I- Como preceitua o artigo 248 do Codigo Civil, a anulabilidade fundada em erro na declaração não procede, se o declaratario aceitar o engano como o declarante queria.
II- Ora, como concluiram as instancias em materia de facto da sua exclusiva competencia, não so não se demonstrou que a autora não quisesse o contrato sem a parte viciada, como os factos provados demonstram que a sua vontade ate estava de acordo com a vontade real de os reus so quererem afiançar.
III- Deste modo, não obstante o erro na declaração verificada, os reus estão vinculados ao negocio nos termos em que o quiseram celebrar, ou seja, na qualidade de fiadores do outorgante principal pagador.

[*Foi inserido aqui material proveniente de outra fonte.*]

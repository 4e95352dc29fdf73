use std::convert::TryFrom;
use std::fmt::{Display, Formatter};

use num_enum::{IntoPrimitive, TryFromPrimitive};
use strum_macros::{Display as StrumDisplay, EnumString, IntoStaticStr};
use thiserror::Error;

use super::binary::{decode, encode, Word};
use crate::memory::Location;

/**
  Opcodes of the machine.

  The discriminant of each variant is the two leading decimal digits of the instruction word,
  so the numeric value of an opcode is exactly what appears in memory. Words whose leading
  digits do not name a variant fail to decode rather than silently doing nothing.
*/
#[derive(
  StrumDisplay, IntoStaticStr, EnumString, TryFromPrimitive, IntoPrimitive,
  Clone,        Copy,          Eq,         PartialEq,        Debug,        Hash
)]
#[repr(u8)]
pub enum Opcode {
  // Input/output //
  #[strum(serialize = "READ")]
  Read       = 10, // Read a word from the terminal into memory[operand]
  #[strum(serialize = "WRITE")]
  Write      = 11, // Write memory[operand] to the terminal

  // Load/store //
  #[strum(serialize = "LOAD")]
  Load       = 20, // accumulator <- memory[operand]
  #[strum(serialize = "STORE")]
  Store      = 21, // memory[operand] <- accumulator, then accumulator <- 0

  // Arithmetic //
  #[strum(serialize = "MULTIPLY")]
  Multiply   = 30,
  #[strum(serialize = "DIVIDE")]
  Divide     = 31,
  #[strum(serialize = "ADD")]
  Add        = 32,
  #[strum(serialize = "SUBTRACT")]
  Subtract   = 33,

  // Transfer of control //
  #[strum(serialize = "BRANCH")]
  Branch     = 40,
  #[strum(serialize = "BRANCHNEG")]
  BranchNeg  = 41, // Taken iff accumulator < 0
  #[strum(serialize = "BRANCHZERO")]
  BranchZero = 42, // Taken iff accumulator == 0
  #[strum(serialize = "HALT")]
  Halt       = 50,
  #[strum(serialize = "PAUSE")]
  Pause      = 51,
}

const ALL_OPCODES: [Opcode; 13] = [
  Opcode::Read,     Opcode::Write,
  Opcode::Load,     Opcode::Store,
  Opcode::Multiply, Opcode::Divide,   Opcode::Add,       Opcode::Subtract,
  Opcode::Branch,   Opcode::BranchNeg, Opcode::BranchZero,
  Opcode::Halt,     Opcode::Pause,
];

impl Opcode {
  pub fn code(&self) -> Word {
    Into::<u8>::into(*self) as Word
  }

  /// Every opcode, in numeric order.
  pub fn all() -> &'static [Opcode] {
    &ALL_OPCODES
  }

  /// Looks up the opcode named by the leading digits of an instruction word.
  pub fn from_code(code: Word) -> Option<Opcode> {
    let byte = u8::try_from(code).ok()?;
    Opcode::try_from(byte).ok()
  }

  /// Branch operands are code locations; every other operand is a data location.
  pub fn is_branch(&self) -> bool {
    match self {
      | Opcode::Branch
      | Opcode::BranchNeg
      | Opcode::BranchZero => true,
      _                    => false
    }
  }
}

#[derive(Error, Clone, Copy, Debug, Eq, PartialEq)]
pub enum DecodeError {
  #[error("{word:+05} does not hold a known operation code")]
  UnknownOpcode { word: Word },
}

/// Holds the decoded components of an instruction word.
#[derive(Clone, Copy, Debug, Eq, PartialEq, Hash)]
pub struct Instruction {
  pub opcode  : Opcode,
  pub operand : Location,
}

impl Instruction {
  pub fn new(opcode: Opcode, operand: Location) -> Instruction {
    Instruction { opcode, operand }
  }

  pub fn decode(word: Word) -> Result<Instruction, DecodeError> {
    let (code, operand) = decode(word);
    match (Opcode::from_code(code), operand >= 0) {

      (Some(opcode), true) => Ok(Instruction { opcode, operand: operand as Location }),

      _                    => Err(DecodeError::UnknownOpcode { word })

    }
  }

  /**
    Encodes the instruction into a word. It is the caller's responsibility to keep the operand
    within the two decimal digits an instruction word can address.
  */
  pub fn encode(&self) -> Word {
    encode(self.opcode.code(), self.operand as Word)
  }
}

impl Display for Instruction {
  fn fmt(&self, f: &mut Formatter<'_>) -> std::fmt::Result {
    write!(f, "{} {:02}", self.opcode, self.operand)
  }
}


#[cfg(test)]
mod tests {
  use std::str::FromStr;

  use super::*;

  #[test]
  fn opcodes_carry_their_machine_codes() {
    assert_eq!(Opcode::Read.code(), 10);
    assert_eq!(Opcode::Store.code(), 21);
    assert_eq!(Opcode::BranchZero.code(), 42);
    assert_eq!(Opcode::Pause.code(), 51);
    assert_eq!(Opcode::from_code(33), Some(Opcode::Subtract));
    assert_eq!(Opcode::from_code(12), None);
    assert_eq!(Opcode::from_code(-20), None);
    assert_eq!(Opcode::from_code(300), None);
  }

  #[test]
  fn opcode_names_round_trip() {
    for opcode in Opcode::all() {
      let name: &'static str = (*opcode).into();
      assert_eq!(Opcode::from_str(name), Ok(*opcode));
    }
    assert_eq!(Opcode::BranchNeg.to_string(), "BRANCHNEG");
  }

  #[test]
  fn decode_rejects_unknown_words() {
    assert_eq!(Instruction::decode(2098), Ok(Instruction::new(Opcode::Load, 98)));
    assert_eq!(Instruction::decode(0), Err(DecodeError::UnknownOpcode { word: 0 }));
    assert_eq!(Instruction::decode(1299), Err(DecodeError::UnknownOpcode { word: 1299 }));
    assert_eq!(Instruction::decode(-2098), Err(DecodeError::UnknownOpcode { word: -2098 }));
  }

  #[test]
  fn only_transfers_are_branches() {
    let branches: Vec<Opcode> = Opcode::all().iter().copied().filter(Opcode::is_branch).collect();
    assert_eq!(branches, vec![Opcode::Branch, Opcode::BranchNeg, Opcode::BranchZero]);
  }

  #[test]
  fn display() {
    assert_eq!(Instruction::new(Opcode::Write, 7).to_string(), "WRITE 07");
  }
}
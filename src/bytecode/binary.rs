/*!
  This module is responsible for the encoding and decoding of instruction words.

  A word is a signed decimal numeral of at most four digits. An instruction word is
  `opcode * 100 + operand`, so the two leading digits select the operation and the two
  trailing digits address a memory location. Nothing here validates its input; callers that
  need a checked decode use `Instruction::decode`.
*/

use super::Opcode;

// If you change this you must also change `WORD_MIN` and `WORD_MAX`.
pub type Word = i32;

pub const WORD_MIN: Word = -9999;
pub const WORD_MAX: Word = 9999;

/// Splits a word into its (opcode, operand) digits, truncating toward zero.
pub fn decode(word: Word) -> (Word, Word) {
  (word / 100, word % 100)
}

pub fn encode(opcode: Word, operand: Word) -> Word {
  opcode * 100 + operand
}

pub fn in_word_range(value: i64) -> bool {
  (WORD_MIN as i64) <= value && value <= (WORD_MAX as i64)
}

/**
  Distinguishes instruction words from raw data when rendering memory. Zero is the default
  content of every cell and counts as valid.
*/
pub fn is_valid_word(word: Word) -> bool {
  if word == 0 {
    return true;
  }
  word >= 1000 && Opcode::from_code(decode(word).0).is_some()
}

/// Renders instruction words as signed four digit numerals and anything else as a plain number.
pub fn format_word(word: Word) -> String {
  match is_valid_word(word) {
    true  => format!("{:+05}", word),
    false => format!("{}", word)
  }
}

IV- Para que proceda a resolução do contrato com fundamento no n. 1 do artigo 437 do Codigo Civil, importa, como requisito indispensavel, que a sua estabilidade envolva lesão grave para uma das partes, quer dizer, que os reus, a terem de cumprir a renda mensal convencionada, possam ser lesados por forma expressiva nos seus interesses.
V- O facto de o contrato ter sido celebrado em Moçambique, onde ao tempo as partes viviam, sendo as prestações realizadas em escudos moçambicanos - moeda que deixou de ter curso legal apos a descolonização - não significa, em termos economicos ou outros, maior onerosidade para os reus.
VI- As prestações serão satisfeitas, conforme o disposto no artigo 556 do Codigo Civil, em moeda ora corrente em Moçambique, por forma que a autora receba pelo valor nominal da nova moeda o equivalente a prestação anterior devida em escudos moçambicanos.